One such student is Brooke Koebele ’19, who presented the findings of her study involving two bacteriophages discovered by IWU SEA-PHAGES students at the American Society for Microbiology (ASM) Microbe Meeting held during mid-June in Atlanta. A pre-med biology major, Koebele conducted her research in the summer of her sophomore year through an American Society for Microbiology (ASM) Undergraduate Research Fellowship, a prestigious award of up to $6,000 for students who wish to pursue graduate careers in microbiology.

Koebele’s study, “Determination of Host Range Variation between Highly Related Members of a Novel Cluster of Rhodobacter capsulatus Bacteriophages,” examined the genomes of two bacteriophages with virtually identical genes but significant variations in the bacteria they can exploit as hosts. By pinpointing the gene or genes responsible for this variation – a mystery Koebele hopes to decipher by the fall – she will add to the growing body of data surrounding these phages and their role in our ecosystems.

Rick and Brooke
Adjunct Assistant Professor of Biology Richard Alvey attended the ASM Microbe Meeting where Brooke Koebele '19 presented her ASM fellowship-supported research.

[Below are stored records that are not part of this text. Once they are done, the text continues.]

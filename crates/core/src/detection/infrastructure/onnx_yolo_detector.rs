//! YOLO object detector using ONNX Runtime via `ort`.
//!
//! Handles letterbox preprocessing, inference, class filtering and
//! class-aware NMS for Ultralytics detection exports (YOLOv8 / YOLO11).

use std::path::{Path, PathBuf};

use image::imageops::FilterType;
use ort::session::builder::GraphOptimizationLevel;

use crate::detection::domain::class_filter::ClassFilter;
use crate::detection::domain::class_labels::ClassLabels;
use crate::detection::domain::detection::Detection;
use crate::detection::domain::object_detector::{DetectorLoader, ObjectDetector};
use crate::shared::bounding_box::BoundingBox;
use crate::shared::error::BoxError;
use crate::shared::frame::Frame;

use super::execution_provider::{platform_execution_providers, platform_provider_name};

/// Fallback YOLO model input resolution when the model doesn't specify dimensions.
const DEFAULT_INPUT_SIZE: u32 = 640;

/// Default confidence threshold (Ultralytics `conf`).
pub const DEFAULT_CONFIDENCE: f64 = 0.25;

/// NMS IoU threshold (Ultralytics `iou`).
const NMS_IOU_THRESH: f64 = 0.7;

/// Upper bound on detections kept per frame after NMS.
const MAX_DETECTIONS: usize = 300;

/// Number of leading box values per candidate row: cx, cy, w, h.
const BOX_VALUES: usize = 4;

/// YOLO detector backed by an ONNX Runtime session.
pub struct OnnxYoloDetector {
    session: ort::session::Session,
    labels: ClassLabels,
    filter: ClassFilter,
    confidence: f64,
    input_size: u32,
}

impl OnnxYoloDetector {
    /// Load a YOLO ONNX model and prepare for inference.
    ///
    /// The input resolution is read from the model's input shape (expecting NCHW).
    /// Falls back to 640 if the shape is dynamic or unreadable. When the
    /// model carries an Ultralytics label map it must agree with `filter`.
    pub fn new(
        model_path: &Path,
        filter: ClassFilter,
        confidence: f64,
        intra_threads: Option<usize>,
    ) -> Result<Self, BoxError> {
        let mut builder = ort::session::Session::builder()?
            .with_optimization_level(GraphOptimizationLevel::Level3)?
            .with_execution_providers(platform_execution_providers())?;
        if let Some(threads) = intra_threads {
            builder = builder.with_intra_threads(threads)?;
        }
        let session = builder.commit_from_file(model_path)?;

        // Try to read input size from model metadata (NCHW: [1, 3, H, W])
        let input_size = session
            .inputs()
            .first()
            .and_then(|input| {
                if let ort::value::ValueType::Tensor { ref shape, .. } = input.dtype() {
                    if shape.len() >= 4 && shape[2] > 0 {
                        Some(shape[2] as u32)
                    } else {
                        None
                    }
                } else {
                    None
                }
            })
            .unwrap_or(DEFAULT_INPUT_SIZE);

        let labels = session
            .metadata()
            .ok()
            .and_then(|meta| meta.custom("names").ok().flatten())
            .and_then(|raw| ClassLabels::from_model_metadata(&raw));

        let labels = match labels {
            Some(labels) => {
                labels.validate(&filter)?;
                labels
            }
            None => {
                log::warn!(
                    "{} has no label map; assuming COCO class order",
                    model_path.display()
                );
                ClassLabels::coco()
            }
        };

        log::info!(
            "Loaded {} ({} classes, {}px input, {} provider)",
            model_path.display(),
            labels.len(),
            input_size,
            platform_provider_name()
        );

        Ok(Self {
            session,
            labels,
            filter,
            confidence,
            input_size,
        })
    }
}

impl ObjectDetector for OnnxYoloDetector {
    fn detect(&mut self, frame: &Frame) -> Result<Vec<Detection>, BoxError> {
        let (input_tensor, transform) = letterbox(frame, self.input_size)?;

        let input_value = ort::value::Tensor::from_array(input_tensor)?;
        let outputs = self.session.run(ort::inputs![input_value])?;
        if outputs.len() == 0 {
            return Err("YOLO model produced no outputs".into());
        }
        let tensor = outputs[0].try_extract_array::<f32>()?;
        let data = tensor
            .as_slice()
            .ok_or("YOLO output tensor is not contiguous")?;

        let candidates = decode_output(
            data,
            tensor.shape(),
            &transform,
            &self.filter,
            self.confidence,
            (frame.width(), frame.height()),
        )?;

        let mut kept = nms(candidates, NMS_IOU_THRESH);
        kept.truncate(MAX_DETECTIONS);
        Ok(kept)
    }

    fn labels(&self) -> &ClassLabels {
        &self.labels
    }
}

/// Loads [`OnnxYoloDetector`] from a weights file when a run asks for it.
pub struct OnnxYoloLoader {
    model_path: PathBuf,
    filter: ClassFilter,
    confidence: f64,
    intra_threads: Option<usize>,
}

impl OnnxYoloLoader {
    pub fn new(model_path: impl Into<PathBuf>, filter: ClassFilter) -> Self {
        Self {
            model_path: model_path.into(),
            filter,
            confidence: DEFAULT_CONFIDENCE,
            intra_threads: None,
        }
    }

    pub fn with_confidence(mut self, confidence: f64) -> Self {
        self.confidence = confidence;
        self
    }

    pub fn with_intra_threads(mut self, threads: usize) -> Self {
        self.intra_threads = Some(threads);
        self
    }
}

impl DetectorLoader for OnnxYoloLoader {
    fn load(&self) -> Result<Box<dyn ObjectDetector>, BoxError> {
        if !self.model_path.is_file() {
            return Err(format!("model file not found: {}", self.model_path.display()).into());
        }
        Ok(Box::new(OnnxYoloDetector::new(
            &self.model_path,
            self.filter.clone(),
            self.confidence,
            self.intra_threads,
        )?))
    }

    fn model_path(&self) -> &Path {
        &self.model_path
    }
}

// ---------------------------------------------------------------------------
// Preprocessing
// ---------------------------------------------------------------------------

/// Maps letterboxed model coordinates back to source-frame pixels.
#[derive(Clone, Copy, Debug, PartialEq)]
struct LetterboxTransform {
    scale: f64,
    pad_x: u32,
    pad_y: u32,
}

impl LetterboxTransform {
    fn to_source(&self, bbox: BoundingBox) -> BoundingBox {
        let px = self.pad_x as f64;
        let py = self.pad_y as f64;
        BoundingBox::new(
            (bbox.x1 - px) / self.scale,
            (bbox.y1 - py) / self.scale,
            (bbox.x2 - px) / self.scale,
            (bbox.y2 - py) / self.scale,
        )
    }
}

/// Letterbox-resize a frame to `target_size` × `target_size`.
///
/// Resizing is bilinear, matching Ultralytics preprocessing. Returns the
/// NCHW float32 tensor and the transform back to the frame.
fn letterbox(
    frame: &Frame,
    target_size: u32,
) -> Result<(ndarray::Array4<f32>, LetterboxTransform), BoxError> {
    let fw = frame.width() as f64;
    let fh = frame.height() as f64;
    let target = target_size as f64;

    let scale = (target / fw).min(target / fh);
    let new_w = ((fw * scale).round() as u32).clamp(1, target_size);
    let new_h = ((fh * scale).round() as u32).clamp(1, target_size);
    let pad_x = (target_size - new_w) / 2;
    let pad_y = (target_size - new_h) / 2;

    let source = frame.to_rgb_image().ok_or_else(|| {
        format!(
            "frame {} is not {}x{} RGB",
            frame.index(),
            frame.width(),
            frame.height()
        )
    })?;
    let resized = Frame::from_rgb_image(
        image::imageops::resize(&source, new_w, new_h, FilterType::Triangle),
        frame.index(),
    );
    let src = resized.as_ndarray()?; // [H, W, C] u8

    // Padded with 114/255 gray, YOLO convention
    let gray = 114.0f32 / 255.0;
    let mut tensor =
        ndarray::Array4::<f32>::from_elem((1, 3, target_size as usize, target_size as usize), gray);
    let (px, py) = (pad_x as usize, pad_y as usize);
    for ((y, x, c), &value) in src.indexed_iter() {
        tensor[[0, c, py + y, px + x]] = value as f32 / 255.0;
    }

    Ok((
        tensor,
        LetterboxTransform {
            scale,
            pad_x,
            pad_y,
        },
    ))
}

// ---------------------------------------------------------------------------
// Postprocessing
// ---------------------------------------------------------------------------

/// Decodes a raw YOLO detection tensor into frame-space detections.
///
/// Accepts `[1, 4 + nc, N]` (Ultralytics default) and `[1, N, 4 + nc]`.
/// Each candidate takes its best-scoring class; candidates below
/// `confidence` or outside `filter` are dropped here, before NMS.
fn decode_output(
    data: &[f32],
    shape: &[usize],
    transform: &LetterboxTransform,
    filter: &ClassFilter,
    confidence: f64,
    frame_size: (u32, u32),
) -> Result<Vec<Detection>, BoxError> {
    if shape.len() != 3 || shape[0] != 1 {
        return Err(format!("Unexpected YOLO output shape: {shape:?}").into());
    }

    // Fewer features than candidates means the features are on axis 1
    let transposed = shape[1] < shape[2];
    let (num_dets, num_feats) = if transposed {
        (shape[2], shape[1])
    } else {
        (shape[1], shape[2])
    };
    if num_feats <= BOX_VALUES {
        return Err(format!("YOLO output has no class scores: {shape:?}").into());
    }
    if data.len() < num_dets * num_feats {
        return Err("YOLO output is shorter than its shape".into());
    }

    let value = |det: usize, feat: usize| -> f32 {
        if transposed {
            data[feat * num_dets + det]
        } else {
            data[det * num_feats + feat]
        }
    };

    let mut detections = Vec::new();
    for i in 0..num_dets {
        let (class_id, score) = (BOX_VALUES..num_feats)
            .map(|f| (f - BOX_VALUES, value(i, f)))
            .fold((0, f32::NEG_INFINITY), |best, cur| {
                if cur.1 > best.1 {
                    cur
                } else {
                    best
                }
            });

        let score = score as f64;
        if score < confidence || !filter.accepts(class_id) {
            continue;
        }

        let letterboxed = BoundingBox::from_center(
            value(i, 0) as f64,
            value(i, 1) as f64,
            value(i, 2) as f64,
            value(i, 3) as f64,
        );
        let bbox = transform
            .to_source(letterboxed)
            .clamp(frame_size.0, frame_size.1);

        detections.push(Detection {
            class_id,
            confidence: score,
            bbox,
        });
    }
    Ok(detections)
}

/// Greedy class-aware NMS: sort by confidence descending and suppress
/// same-class boxes that overlap a kept one.
fn nms(mut dets: Vec<Detection>, iou_thresh: f64) -> Vec<Detection> {
    dets.sort_by(|a, b| {
        b.confidence
            .partial_cmp(&a.confidence)
            .unwrap_or(std::cmp::Ordering::Equal)
    });

    let mut keep: Vec<Detection> = Vec::new();
    for det in dets {
        let suppressed = keep
            .iter()
            .any(|k| k.class_id == det.class_id && k.bbox.iou(&det.bbox) > iou_thresh);
        if !suppressed {
            keep.push(det);
        }
    }
    keep
}

// ---------------------------------------------------------------------------
// Tests
// ---------------------------------------------------------------------------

“I hope to use my passion for research as I become a physician by participating in clinical research while practicing medicine,” Koebele said. “By combining my enthusiasm for research and my desire to help others, I believe becoming a physician is the perfect fit for me.”

Participating in the SEA-PHAGES program as a first-year student marked Koebele’s first impactful experience in the laboratory, and since then she has had the opportunity to watch other IWU students catch the same “research bug” she did by working for two years as a SEA-PHAGES teaching assistant. “I am so grateful to serve as a mentor for those students,” said Koebele. “Using my skills in the lab to help other students succeed has been extremely rewarding and beneficial to me.”

Koebele finds that her valuable experience of making a scientific discovery as part of her introduction to collegiate-level science is what set her on the path of a researcher.

“By participating in this course and microbiology research, I developed a real passion for science,” Koebele said. “I realized during my summer working in the lab that I did not want a career that is educationally stagnant. I enjoy how science is an ever-changing field. There will always be a new finding or a new observation, and that is exciting to me.”